Coding Websites: Integrating Sitewide and Page-Specific Content

Creating a website with straight HTML is a bit out of fashion nowadays. This might have something to do with the fact that almost nobody really explains how to do it. What conventional tutorials on the internet, as well as textbooks, tend to explain is how to code a webpage. They read as though merely explaining hyperlinks is sufficient to extrapolate the lesson to a whole website. The problem is that a website, and the pages within, combine local and global content. Local content is specific to the individual page, an article for example. Global content appears across pages, probably on all of them, and includes the site’s title, navigation etc.. So what happens when you create your new folder for the project and start creating the files? You know that, in theory, you will create an HTML file for each article, the contact page etc.. But what about the global content? How are you going to develop the top of the screen independently and then integrate it with your local content? Do you include the <head> tag and its contents in the files for the pages or just the global one(s)? You haven’t even started the site, and you’re already stuffed.

This is the problem I had when I set out to make my site, and frustration mounted as I searched the literature for an authoritative and comprehensive discussion of this problem that didn’t seem to exist. As a result I decided that it was worth writing an article of my own, the article I would have liked someone to write for me, and here it is.

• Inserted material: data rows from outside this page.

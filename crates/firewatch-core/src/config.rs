//! Configuration types for Firewatch.

use std::path::{Path, PathBuf};
use std::time::Duration;

use firewatch_council::{ConsensusResolver, ReputationScorer};
use firewatch_dispatch::WavePlan;
use firewatch_registry::RankTier;
use serde::{Deserialize, Serialize};

use crate::error::FirewatchError;
use crate::Result;

/// Upper bound for every `*_secs` setting (one year).
pub const MAX_DURATION_SECS: u64 = 365 * 24 * 60 * 60;

/// Configuration for the verification core.
#[derive(Debug, Clone, Default, PartialEq, Serialize, Deserialize)]
#[serde(default)]
pub struct FirewatchConfig {
    pub storage: StorageConfig,
    pub detection: DetectionConfig,
    pub waves: WaveConfig,
    pub consensus: ConsensusConfig,
    pub scoring: ScoringConfig,
}

/// Persistence settings.
#[derive(Debug, Clone, PartialEq, Serialize, Deserialize)]
#[serde(default)]
pub struct StorageConfig {
    /// Path to the sled database directory.
    pub db_path: PathBuf,
}

impl Default for StorageConfig {
    fn default() -> Self {
        Self {
            db_path: PathBuf::from("./firewatch.db"),
        }
    }
}

/// When a detection triggers verification.
#[derive(Debug, Clone, PartialEq, Serialize, Deserialize)]
#[serde(default)]
pub struct DetectionConfig {
    /// Confidence must be strictly greater than this to escalate.
    pub acceptance_threshold: f64,

    /// Verification deadline, counted from the detection.
    pub verification_horizon_secs: u64,
}

impl Default for DetectionConfig {
    fn default() -> Self {
        Self {
            acceptance_threshold: 0.5,
            verification_horizon_secs: 300,
        }
    }
}

/// Escalation wave settings.
#[derive(Debug, Clone, PartialEq, Serialize, Deserialize)]
#[serde(default)]
pub struct WaveConfig {
    /// How long each wave waits for quorum before escalating.
    pub wave_timeout_secs: u64,

    /// Minimum time between two requests to the same verifier.
    pub cooldown_secs: u64,

    /// Number of general (random) waves before the ranked wave.
    pub general_waves: u8,

    /// Maximum verifiers asked per general wave.
    pub general_wave_size: usize,

    pub general_tiers: Vec<RankTier>,

    pub ranked_tiers: Vec<RankTier>,
}

impl Default for WaveConfig {
    fn default() -> Self {
        Self {
            wave_timeout_secs: 30,
            cooldown_secs: 600,
            general_waves: 2,
            general_wave_size: 5,
            general_tiers: vec![RankTier::Rookie, RankTier::Trusted],
            ranked_tiers: vec![RankTier::Expert, RankTier::Master],
        }
    }
}

/// Quorum rule.
#[derive(Debug, Clone, PartialEq, Serialize, Deserialize)]
#[serde(default)]
pub struct ConsensusConfig {
    /// Votes cast before an alert can resolve.
    pub quorum: u32,

    /// Affirmative votes among them needed to confirm.
    pub affirmative_required: u32,
}

impl Default for ConsensusConfig {
    fn default() -> Self {
        Self {
            quorum: 3,
            affirmative_required: 2,
        }
    }
}

/// Reputation awards.
#[derive(Debug, Clone, PartialEq, Serialize, Deserialize)]
#[serde(default)]
pub struct ScoringConfig {
    pub base_points: u64,
    pub ranked_base_points: u64,
    /// One bonus point per second answered inside this window.
    pub speed_window_secs: u64,
    /// Tiers that earn `ranked_base_points`.
    pub ranked_tiers: Vec<RankTier>,
}

impl Default for ScoringConfig {
    fn default() -> Self {
        Self {
            base_points: 10,
            ranked_base_points: 20,
            speed_window_secs: 30,
            ranked_tiers: vec![RankTier::Expert, RankTier::Master],
        }
    }
}

impl FirewatchConfig {
    /// Parses and validates a TOML document.
    pub fn from_toml_str(s: &str) -> Result<Self> {
        let config: Self = toml::from_str(s).map_err(|e| FirewatchError::Config(e.to_string()))?;
        config.validate()?;
        Ok(config)
    }

    /// Reads and validates a TOML file.
    pub fn load<P: AsRef<Path>>(path: P) -> Result<Self> {
        let path = path.as_ref();
        let contents = std::fs::read_to_string(path)
            .map_err(|e| FirewatchError::Config(format!("{}: {}", path.display(), e)))?;
        Self::from_toml_str(&contents)
    }

    pub fn to_toml_string(&self) -> Result<String> {
        toml::to_string_pretty(self).map_err(|e| FirewatchError::Config(e.to_string()))
    }

    /// Rejects settings the protocol cannot run with.
    pub fn validate(&self) -> Result<()> {
        let invalid = |msg: &str| Err(FirewatchError::Config(msg.to_string()));

        if !(0.0..=1.0).contains(&self.detection.acceptance_threshold) {
            return invalid("detection.acceptance_threshold must be between 0.0 and 1.0");
        }
        if self.waves.wave_timeout_secs == 0 {
            return invalid("waves.wave_timeout_secs must be positive");
        }
        let durations = [
            ("detection.verification_horizon_secs", self.detection.verification_horizon_secs),
            ("waves.wave_timeout_secs", self.waves.wave_timeout_secs),
            ("waves.cooldown_secs", self.waves.cooldown_secs),
            ("scoring.speed_window_secs", self.scoring.speed_window_secs),
        ];
        for (name, secs) in durations {
            if secs > MAX_DURATION_SECS {
                return Err(FirewatchError::Config(format!(
                    "{} must not exceed {} seconds",
                    name, MAX_DURATION_SECS
                )));
            }
        }
        if self.waves.general_waves > WavePlan::MAX_GENERAL_WAVES {
            return Err(FirewatchError::Config(format!(
                "waves.general_waves must not exceed {}",
                WavePlan::MAX_GENERAL_WAVES
            )));
        }
        if self.waves.general_wave_size == 0 {
            return invalid("waves.general_wave_size must be positive");
        }
        if self.waves.general_tiers.is_empty() || self.waves.ranked_tiers.is_empty() {
            return invalid("waves tier lists must not be empty");
        }
        if self.consensus.quorum == 0 {
            return invalid("consensus.quorum must be positive");
        }
        if self.consensus.affirmative_required > self.consensus.quorum {
            return invalid("consensus.affirmative_required cannot exceed consensus.quorum");
        }
        Ok(())
    }

    pub fn wave_timeout(&self) -> Duration {
        Duration::from_secs(self.waves.wave_timeout_secs)
    }

    pub fn verification_horizon(&self) -> chrono::Duration {
        chrono::Duration::seconds(self.detection.verification_horizon_secs as i64)
    }

    pub fn wave_plan(&self) -> WavePlan {
        WavePlan::new(
            self.waves.general_waves,
            self.waves.general_wave_size,
            self.waves.general_tiers.clone(),
            self.waves.ranked_tiers.clone(),
            chrono::Duration::seconds(self.waves.cooldown_secs as i64),
        )
    }

    pub fn resolver(&self) -> ConsensusResolver {
        ConsensusResolver::with_quorum(self.consensus.quorum, self.consensus.affirmative_required)
    }

    pub fn scorer(&self) -> ReputationScorer {
        ReputationScorer::new()
            .with_base_points(self.scoring.base_points, self.scoring.ranked_base_points)
            .with_speed_window(self.scoring.speed_window_secs)
            .with_ranked_tiers(self.scoring.ranked_tiers.clone())
    }
}

#[cfg(test)]
mod tests {
    use super::*;

    #[test]
    fn test_default_config() {
        let config = FirewatchConfig::default();
        assert_eq!(config.detection.acceptance_threshold, 0.5);
        assert_eq!(config.waves.wave_timeout_secs, 30);
        assert_eq!(config.consensus.quorum, 3);
        assert!(config.validate().is_ok());
        assert_eq!(config.wave_plan().len(), 3);
    }

    #[test]
    fn test_partial_toml_uses_defaults() {
        let config = FirewatchConfig::from_toml_str(
            r#"
            [waves]
            wave_timeout_secs = 45
            ranked_tiers = ["expert", "master", "legend"]

            [consensus]
            quorum = 5
            affirmative_required = 3
            "#,
        )
        .unwrap();

        assert_eq!(config.waves.wave_timeout_secs, 45);
        assert_eq!(config.waves.general_wave_size, 5);
        assert_eq!(config.waves.ranked_tiers.len(), 3);
        assert_eq!(config.consensus.quorum, 5);
        assert_eq!(config.scoring.base_points, 10);
    }

    #[test]
    fn test_toml_roundtrip() {
        let config = FirewatchConfig::default();
        let text = config.to_toml_string().unwrap();
        assert_eq!(FirewatchConfig::from_toml_str(&text).unwrap(), config);
    }

    #[test]
    fn test_validation_rejects_bad_quorum() {
        let mut config = FirewatchConfig::default();
        config.consensus.affirmative_required = 4;
        assert!(matches!(config.validate(), Err(FirewatchError::Config(_))));

        config.consensus = ConsensusConfig::default();
        config.detection.acceptance_threshold = 1.5;
        assert!(config.validate().is_err());
    }

    #[test]
    fn test_validation_bounds_durations_and_wave_count() {
        let mut config = FirewatchConfig::default();
        config.detection.verification_horizon_secs = u64::MAX;
        assert!(matches!(
            config.validate(),
            Err(FirewatchError::Config(ref m)) if m.contains("verification_horizon_secs")
        ));

        config.detection = DetectionConfig::default();
        config.waves.cooldown_secs = MAX_DURATION_SECS + 1;
        assert!(config.validate().is_err());

        config.waves.cooldown_secs = MAX_DURATION_SECS;
        assert!(config.validate().is_ok());
        assert_eq!(
            config.wave_plan().waves()[0].eligibility.cooldown,
            chrono::Duration::seconds(MAX_DURATION_SECS as i64)
        );

        config.waves.general_waves = u8::MAX;
        assert!(matches!(
            config.validate(),
            Err(FirewatchError::Config(ref m)) if m.contains("general_waves")
        ));
        config.waves.general_waves = WavePlan::MAX_GENERAL_WAVES;
        assert!(config.validate().is_ok());
    }

    #[test]
    fn test_oversized_values_rejected_from_toml() {
        let text = "[waves]\nwave_timeout_secs = 9223372036854775807\n";
        let err = FirewatchConfig::from_toml_str(text).unwrap_err();
        assert!(matches!(err, FirewatchError::Config(_)));
    }

    #[test]
    fn test_malformed_toml() {
        let err = FirewatchConfig::from_toml_str("[waves\nbroken").unwrap_err();
        assert!(matches!(err, FirewatchError::Config(_)));
    }

    #[test]
    fn test_load_from_file() {
        let dir = tempfile::TempDir::new().unwrap();
        let path = dir.path().join("firewatch.toml");
        std::fs::write(&path, "[detection]\nacceptance_threshold = 0.65\n").unwrap();

        let config = FirewatchConfig::load(&path).unwrap();
        assert_eq!(config.detection.acceptance_threshold, 0.65);
        assert!(FirewatchConfig::load(dir.path().join("missing.toml")).is_err());
    }
}
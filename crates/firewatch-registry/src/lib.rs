//! # Firewatch Registry
//!
//! Persistent state of the wildfire verification protocol: detection
//! alerts, the verifier pool and the vote ledger's records.
//!
//! ## Overview
//!
//! Every other crate in the workspace reads and writes protocol state
//! through this one. It owns:
//!
//! - **Models**: [`Alert`], [`Verifier`], [`VoteRecord`] and the value types
//!   around them (rank tiers, statuses, outcomes).
//! - **Storage**: a Sled database with one tree per entity and
//!   compare-and-swap updates.
//! - **Verifier Pool**: registration, lookups, activity streaks and the
//!   atomic claim/release of verifier availability.
//! - **Clock**: the injectable time source used for cooldowns and latency.
//!
//! ## Architecture
//!
//! ```text
//!    ┌──────────────┐   ┌──────────────┐
//!    │ VerifierPool │   │    Clock     │
//!    └──────┬───────┘   └──────────────┘
//!           │
//!           ▼
//!    ┌──────────────────────────────────┐
//!    │         Storage (Sled)           │
//!    │  alerts  │ verifiers │  votes    │
//!    └──────────────────────────────────┘
//! ```
//!
//! ## Usage
//!
//! ```rust
//! use firewatch_registry::{RankTier, Storage, VerifierPool};
//!
//! let pool = VerifierPool::new(Storage::temporary().unwrap());
//! let verifier = pool.register_with_points("ranger_1", 2_500).unwrap();
//! assert_eq!(verifier.rank(), RankTier::Expert);
//! ```

pub mod clock;
pub mod models;
pub mod pool;
pub mod storage;

pub use clock::{Clock, ManualClock, SystemClock};
pub use models::{
    vote_key, Alert, AlertId, AlertStatus, BoundingBox, GeoPoint, RankTier, RegistryError,
    Result, Verifier, VerifierId, VoteOutcome, VoteRecord, RANK_THRESHOLDS,
};
pub use pool::{VerifierPool, VerifierStats};
pub use storage::Storage;
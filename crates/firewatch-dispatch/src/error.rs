//! Error types for wave dispatch.

use firewatch_registry::RegistryError;
use thiserror::Error;

/// Errors that can occur while running a wave.
#[derive(Debug, Error)]
pub enum DispatchError {
    /// The wave found nobody to ask.
    ///
    /// Not a failure: it tells the orchestrator to escalate immediately
    /// instead of waiting out the wave timeout.
    #[error("No eligible verifiers for wave {wave}")]
    NoEligibleVerifiers {
        /// 1-based wave number.
        wave: u8,
    },

    /// Storage failure passthrough.
    #[error("Registry error: {0}")]
    Registry(#[from] RegistryError),
}

/// Result type for dispatch operations.
pub type Result<T> = std::result::Result<T, DispatchError>;
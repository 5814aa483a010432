//! Result of one verification run.

use firewatch_council::VoteTally;
use firewatch_registry::AlertStatus;
use serde::{Deserialize, Serialize};

/// How a detection event ended.
///
/// - `Resolved`: quorum reached, the alert is confirmed or a false alarm
/// - `Inconclusive`: every wave ran out without quorum, the alert stays
///   pending until a fresh detection
/// - `NotEscalated`: confidence at or below the acceptance threshold
#[derive(Debug, Clone, PartialEq, Serialize, Deserialize)]
pub enum VerificationOutcome {
    Resolved {
        status: AlertStatus,
        tally: VoteTally,
        /// Waves started before quorum.
        waves_run: u8,
    },

    Inconclusive { tally: VoteTally, waves_run: u8 },

    NotEscalated { confidence: f64 },
}

impl VerificationOutcome {
    pub fn is_resolved(&self) -> bool {
        matches!(self, Self::Resolved { .. })
    }

    pub fn is_confirmed(&self) -> bool {
        matches!(
            self,
            Self::Resolved {
                status: AlertStatus::Confirmed,
                ..
            }
        )
    }

    pub fn is_inconclusive(&self) -> bool {
        matches!(self, Self::Inconclusive { .. })
    }

    pub fn is_not_escalated(&self) -> bool {
        matches!(self, Self::NotEscalated { .. })
    }

    /// Status the alert was left in.
    pub fn status(&self) -> AlertStatus {
        match self {
            Self::Resolved { status, .. } => *status,
            Self::Inconclusive { .. } => AlertStatus::Pending,
            Self::NotEscalated { .. } => AlertStatus::NotEscalated,
        }
    }

    pub fn waves_run(&self) -> u8 {
        match self {
            Self::Resolved { waves_run, .. } | Self::Inconclusive { waves_run, .. } => *waves_run,
            Self::NotEscalated { .. } => 0,
        }
    }
}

So how exactly do you get from a set of individual files you have produced to a complete website? The answer boils down to the fact that websites fall into two basic categories, static and dynamic. Dynamic websites are generally the norm. Individual components of a site such as blog posts or product profiles are stored in databases on the server. When your web browser requests a page, the various components of that page, both local and global, are ‘dynamically’ assembled into a temporary HTML page that your browser then reads. This file was not the one the author wrote. Indeed, it didn’t exist at all on the server. Dynamic webpages are produced on demand.

Dynamic websites have been a popular choice for bloggers, implemented through content management systems (CMS) like Wordpress. However, for simple blogs and personal websites, as opposed to massive commercial ones like Amazon, dynamic architecture is not necessary. And in fact, it has problems. The most serious problem is security. Server-side scripting and database access open up a significant attack vector. If you upload a page full of PGP instructions and don’t know what you’re doing, you are asking to get hacked. A static page, in contrast, will probably only be hacked if the person running the server doesn’t know what they’re doing, (or, say, if you chose a bad password). Another problem is the overhead involved in assembling the pages. This can make downloading from smartphones a slow and frustrating process.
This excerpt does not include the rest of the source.